Crawling and indexing has been a hot topic over the last few years. As soon as Google launched Google Panda, people rushed to their server logs and crawling stats and began fixing their index bloat. All those problems didn’t exist in the “SEO = backlinks” era from a few years ago. With this exponential growth of technical SEO, we need to get more and more technical. That being said, we still don’t know how exactly Google crawls our websites. Many SEOs still can’t tell the difference between crawling and indexing.
The biggest problem, though, is that when we want to troubleshoot indexing problems, the only tool in our arsenal is Google Search Console and the Fetch and Render tool. Once your website includes more than HTML and CSS, there's a lot of guesswork into how your content will be indexed by Google. This approach is risky, expensive, and can fail multiple times. Even when you discover the pieces of your website that weren’t indexed properly, it's extremely difficult to get to the bottom of the problem and find the fragments of code responsible for the indexing problems.
Fortunately, this is about to change. Recently, Ilya Grigorik from Google shared one of the most valuable insights into how crawlers work:
Interestingly, this tweet didn’t get nearly as much attention as I would expect.
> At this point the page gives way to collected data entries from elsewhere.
//! Error types for tfplug

/// Error raised by path access on dynamic values
#[derive(Debug, thiserror::Error)]
pub enum TfplugError {
    #[error("Type mismatch: expected {expected}, got {actual}")]
    TypeMismatch { expected: String, actual: String },

    #[error("Attribute not found: {0}")]
    AttributeNotFound(String),

    #[error("Invalid path: {0}")]
    InvalidPath(String),
}

/// Result type alias for tfplug operations
pub type Result<T> = std::result::Result<T, TfplugError>;
//! Façades between the resources and the wire SDK
//!
//! A façade owns the shared client and sequences decode, domain adaptation,
//! the remote call and re-encoding for every lifecycle operation.

pub mod dedicated_server;
pub mod public_cloud;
So what does Ilya’s revelation in this tweet mean for SEOs?
Knowing that Chrome 41 is the technology behind the Web Rendering Service is a game-changer. Before this announcement, our only solution was to use Fetch and Render in Google Search Console to see our page rendered by the Website Rendering Service (WRS). This means we can troubleshoot technical problems that would otherwise have required experimenting and creating staging environments. Now, all you need to do is download and install Chrome 41 to see how your website loads in the browser. That’s it.
You can check the features and capabilities that Chrome 41 supports by visiting Caniuse.com or Chromestatus.com (Googlebot should support similar features). These two websites make a developer’s life much easier.
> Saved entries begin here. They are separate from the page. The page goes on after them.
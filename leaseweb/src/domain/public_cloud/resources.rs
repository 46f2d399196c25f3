#[derive(Debug, Clone, PartialEq, Default)]
pub struct Resources {
    pub cpu: Cpu,
    pub memory: Memory,
    pub public_network_speed: NetworkSpeed,
    pub private_network_speed: NetworkSpeed,
}

#[derive(Debug, Clone, PartialEq, Eq, Default)]
pub struct Cpu {
    pub value: i64,
    pub unit: String,
}

#[derive(Debug, Clone, PartialEq, Default)]
pub struct Memory {
    pub value: f64,
    pub unit: String,
}

#[derive(Debug, Clone, PartialEq, Eq, Default)]
pub struct NetworkSpeed {
    pub value: i64,
    pub unit: String,
}
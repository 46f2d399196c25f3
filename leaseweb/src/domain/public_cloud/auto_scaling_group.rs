use super::enums::{AutoScalingGroupState, AutoScalingGroupType};
use super::value_object::{AutoScalingGroupReference, Uuid};
use super::{LoadBalancer, Region};
use chrono::{DateTime, Utc};

#[derive(Debug, Clone, PartialEq)]
pub struct AutoScalingGroup {
    pub id: Uuid,
    pub auto_scaling_group_type: AutoScalingGroupType,
    pub state: AutoScalingGroupState,
    pub region: Region,
    pub reference: AutoScalingGroupReference,
    pub created_at: DateTime<Utc>,
    pub updated_at: DateTime<Utc>,
    pub desired_amount: Option<i64>,
    pub starts_at: Option<DateTime<Utc>>,
    pub ends_at: Option<DateTime<Utc>>,
    pub minimum_amount: Option<i64>,
    pub maximum_amount: Option<i64>,
    pub cpu_threshold: Option<i64>,
    pub warmup_time: Option<i64>,
    pub cooldown_time: Option<i64>,
    pub load_balancer: Option<LoadBalancer>,
}

#[derive(Debug, Clone, Default)]
pub struct OptionalAutoScalingGroupValues {
    pub desired_amount: Option<i64>,
    pub starts_at: Option<DateTime<Utc>>,
    pub ends_at: Option<DateTime<Utc>>,
    pub minimum_amount: Option<i64>,
    pub maximum_amount: Option<i64>,
    pub cpu_threshold: Option<i64>,
    pub warmup_time: Option<i64>,
    pub cooldown_time: Option<i64>,
    pub load_balancer: Option<LoadBalancer>,
}

impl AutoScalingGroup {
    #[allow(clippy::too_many_arguments)]
    pub fn new(
        id: Uuid,
        auto_scaling_group_type: AutoScalingGroupType,
        state: AutoScalingGroupState,
        region: Region,
        reference: AutoScalingGroupReference,
        created_at: DateTime<Utc>,
        updated_at: DateTime<Utc>,
        optional: OptionalAutoScalingGroupValues,
    ) -> Self {
        Self {
            id,
            auto_scaling_group_type,
            state,
            region,
            reference,
            created_at,
            updated_at,
            desired_amount: optional.desired_amount,
            starts_at: optional.starts_at,
            ends_at: optional.ends_at,
            minimum_amount: optional.minimum_amount,
            maximum_amount: optional.maximum_amount,
            cpu_threshold: optional.cpu_threshold,
            warmup_time: optional.warmup_time,
            cooldown_time: optional.cooldown_time,
            load_balancer: optional.load_balancer,
        }
    }
}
Even though we don’t know exactly which version Ilya had in mind, we can find Chrome’s version used by the WRS by looking at the server logs. It’s Chrome 41.0.2272.118.
It will be updated sometime in the future
Chrome 41 was created two years ago (in 2015), so it’s far removed from the current version of the browser. However, as Ilya Grigorik said, an update is coming:
I was lucky enough to get Ilya Grigorik to read this article before it was published, and he provided a ton of valuable feedback on this topic. He mentioned that they are hoping to have the WRS updated by 2018. Fingers crossed!
Google uses Chrome 41 for rendering. What does that mean?
We now have some interesting information about how Google renders websites. But what does that mean, practically, for site developers and their clients? Does this mean we can now ignore server-side rendering and deploy client-rendered, JavaScript-rich websites?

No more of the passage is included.